Asset Impairments – Proved crude oil and natural gas properties are reviewed for impairment when events and circumstances indicate a possible decline in the recoverability of the carrying value of such property. The estimated future cash flows expected in connection with the property are compared to the carrying amount of the property to determine if the carrying amount is recoverable. If the carrying amount of the property exceeds its estimated undiscounted future cash flows, the carrying amount of the property is reduced to its estimated fair value. Due to the unavailability of relevant comparable market data, a discounted cash flow method is used to determine the fair value of proved properties. The discounted cash flow method estimates future cash flows based on management’s expectations for the future and includes estimates of future crude oil and natural gas production, commodity prices based on commodity futures price strips, operating and development costs, and a risk-adjusted discount rate. The fair value of proved crude oil and natural gas properties is calculated using significant unobservable inputs (Level 3).

Non-producing crude oil and natural gas properties, which primarily consist of undeveloped leasehold costs and costs associated with the purchase of proved undeveloped reserves, are assessed for impairment on a property-by-property basis for individually significant balances, if any, and on an aggregate basis by prospect for individually insignificant balances. If the assessment indicates an impairment, a loss is recognized by providing a valuation allowance at the level consistent with the level at which impairment was assessed. The impairment assessment is affected by economic factors such as the results of exploration activities, commodity price outlooks, remaining lease terms, and potential shifts in business strategy employed by management. For individually insignificant non-producing properties, the amount of the impairment loss recognized is determined by amortizing the portion of the properties’ costs which management estimates will not be transferred to proved properties over the life of the lease based on experience of successful drilling and the average holding period. The fair value of non-producing properties is calculated using significant unobservable inputs (Level 3).

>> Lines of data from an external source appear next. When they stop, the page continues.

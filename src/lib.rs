//! # datapath-flow
//!
//! Animation engine for instruction data flow through a single-cycle LEGv8
//! datapath diagram.
//!
//! Each instruction format has a flow: six stages (fetch, decode, execute,
//! memory, write back, PC update), each a timed list of operations on
//! tokens ("circles") that travel along the wires of the diagram. The engine
//! schedules those operations on a virtual clock, routes tokens over the
//! component layout and emits [`VisualEvent`]s for a renderer to draw.
//!
//! ## Design Principles
//!
//! - **Flows are data**: every flow is built from shared stage templates and
//!   validated once at load time by replaying token lifetimes.
//! - **Virtual time**: nothing waits on the wall clock. Timers fire in
//!   `(deadline, seq)` order, so the same inputs always give the same events.
//! - **Race-free cancellation**: each run has a generation; timers from an
//!   older generation are dropped.
//! - **Injected collaborators**: the CPU simulator, component layout and wire
//!   registry are passed in; the engine owns no globals.
//!
//! ## Features
//!
//! - `parallel` - Validate flows in parallel using rayon
//!
//! ## Quick Start
//!
//! ```rust
//! use datapath_flow::{EventPayload, Orchestrator, RunState, SnapshotCore};
//!
//! let core = SnapshotCore::with_instruction("LDUR X1, [X2, #8]").set_register(2, 64);
//! let mut orchestrator = Orchestrator::standard(core);
//!
//! orchestrator.start(0).unwrap();
//! while let Some(deadline) = orchestrator.next_deadline() {
//!     orchestrator.advance_to(deadline);
//! }
//!
//! let events = orchestrator.drain_events();
//! assert!(matches!(events.last().unwrap().payload, EventPayload::FlowCompleted { .. }));
//! assert_eq!(orchestrator.state(), RunState::Done);
//!
//! let stats = orchestrator.export_stats();
//! println!("Final time: {}", stats["orchestrator"]["current_time"]);
//! ```
//!
//! ## Real-time Playback
//!
//! ```rust,ignore
//! use datapath_flow::{Orchestrator, Player, SystemClock};
//!
//! let mut player = Player::new(Orchestrator::standard(core), SystemClock::new());
//! let stop = player.stop_handle();   // call stop.stop() from another thread
//! player.play()?;
//! ```
//!
//! ## Configuration-Driven Setup
//!
//! ```rust,ignore
//! use datapath_flow::config::EngineConfig;
//!
//! let config = EngineConfig::from_file("animation.yaml")?;
//! datapath_flow::init_logging(&config.log_level);
//! ```

pub mod types;
pub mod component;
pub mod wire;
pub mod token;
pub mod flow;
pub mod label;
pub mod event;
pub mod config;
pub mod stats;
pub mod analysis;
pub mod scheduler;

// Re-export commonly used types
pub use types::{ComponentId, Millis, Point, TokenId};
pub use component::{ComponentRect, ComponentRegistry, Layout, Side};
pub use wire::{create_default_registry, PipelineStage, WireConnection, WireError, WirePathRegistry};
pub use token::{DataType, Token};
pub use flow::{Flow, FlowDefect, FlowLibrary, FlowResolution, InstructionFormat, Operation, OperationKind, Stage};
pub use label::{resolve_label, CpuCore, DecodedInstruction, SnapshotCore};
pub use event::{EventListener, EventPayload, HighlightKind, VisualEvent};
pub use config::{ConfigError, EngineConfig, EngineConfigBuilder};
pub use stats::RunStats;
pub use analysis::{find_shared_segments, SharedSegment};
pub use scheduler::{Clock, ManualClock, Orchestrator, Player, RunState, SchedulerError, StopHandle, SystemClock};

/// Initialize the tracing subscriber for logging.
///
/// Call this at the start of your program to enable logging. `RUST_LOG`
/// takes precedence over `level`.
///
/// # Example
///
/// ```rust,ignore
/// datapath_flow::init_logging("info");
/// ```
pub fn init_logging(level: &str) {
    use tracing_subscriber::EnvFilter;

    let filter = EnvFilter::try_from_default_env()
        .unwrap_or_else(|_| EnvFilter::new(level));

    tracing_subscriber::fmt()
        .with_env_filter(filter)
        .with_target(true)
        .with_thread_ids(false)
        .init();
}
fn r_format() -> Vec<Stage> {
    let execute = StageBuilder::new(EXECUTE, PipelineStage::Execute, 4000)
        .initial(&DECODED)
        .split(
            0,
            "Control",
            Some("ctrl"),
            vec![
                signal("sig_reg2loc", "Reg2Loc={reg2loc}", "Control->MuxReg2Loc"),
                signal("sig_alusrc", "ALUSrc={alusrc}", "Control->MuxALUSrc"),
                signal("sig_aluop", "ALUOp={aluop}", "Control->ALUControl"),
                signal("sig_regwrite", "RegWrite={regwrite}", "Control->RegFile"),
            ],
        )
        .transform(0, "rn_idx", "RegFile", token("rn_val", "{reg:rn}", DataType::RegisterValue))
        .moves(0, "imm", "SignExtend->MuxALUSrc")
        .merge(
            1000,
            &["rm_idx", "sig_reg2loc"],
            "MuxReg2Loc",
            token("reg2_idx", "X{rm}", DataType::RegisterIndex),
        )
        .merge(
            1000,
            &["funct", "sig_aluop"],
            "ALUControl",
            token("alu_op", "{alu_operation}", DataType::ControlSignal),
        )
        .moves(1000, "reg2_idx", "MuxReg2Loc->RegFile")
        .moves(1000, "rn_val", "RegFile->ALUMain")
        .moves(1000, "alu_op", "ALUControl->ALUMain")
        .transform(1900, "reg2_idx", "RegFile", token("rm_val", "{reg:rm}", DataType::RegisterValue))
        .moves(1900, "rm_val", "RegFile->MuxALUSrc")
        .merge(
            2800,
            &["rm_val", "imm", "sig_alusrc"],
            "MuxALUSrc",
            token("alu_b", "{reg:rm}", DataType::RegisterValue),
        )
        .moves(2800, "alu_b", "MuxALUSrc->ALUMain")
        .merge(
            3700,
            &["rn_val", "alu_b", "alu_op"],
            "ALUMain",
            token("alu_result", "{alu_result}", DataType::AluResult),
        )
        .finals(&["pc_plus4", "rd_idx", "sig_regwrite", "alu_result"])
        .build();

    let mut stages = vec![execute];
    stages.extend(alu_write_back(&[]));
    stages
}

As a result of changes in reserves and the commodity futures price strips, proved properties were reviewed for impairment at March 31, 2011. No impairment provisions were recorded for the Company’s proved crude oil and natural gas properties for the three months ended March 31, 2011. For that period, future cash flows were determined to be in excess of cost basis, therefore no impairment was necessary. Certain non-producing properties were impaired at March 31, 2011, reflecting amortization of leasehold costs. The following table sets forth the pre-tax non-cash impairments of both proved and non-producing properties for the indicated periods. Proved and non-producing property impairments are recorded under the caption “Property impairments” in the unaudited condensed consolidated statements of operations.

 

     Three months ended March 31,  
     2011      2010  
     In thousands  

Proved property impairments

   $ —         $ 976   

Non-producing property impairments

     20,848         14,199   
                 

Total

   $ 20,848       $ 15,175   

Asset Retirement Obligations – The fair value of asset retirement obligations (AROs) is estimated based on discounted cash flow projections using numerous estimates, assumptions and judgments regarding such factors as the existence of a legal obligation for an ARO, estimated probabilities, amounts and timing of settlements, the credit-adjusted risk-free rate to be used, and inflation rates. The fair values of ARO additions were $0.6 million and $0.4 million for the three months ended March 31, 2011 and 2010, respectively, which are reflected in the caption “Asset retirement obligations, net of current portion” in the condensed consolidated balance sheets. The fair values of AROs are calculated using significant unobservable inputs (Level 3).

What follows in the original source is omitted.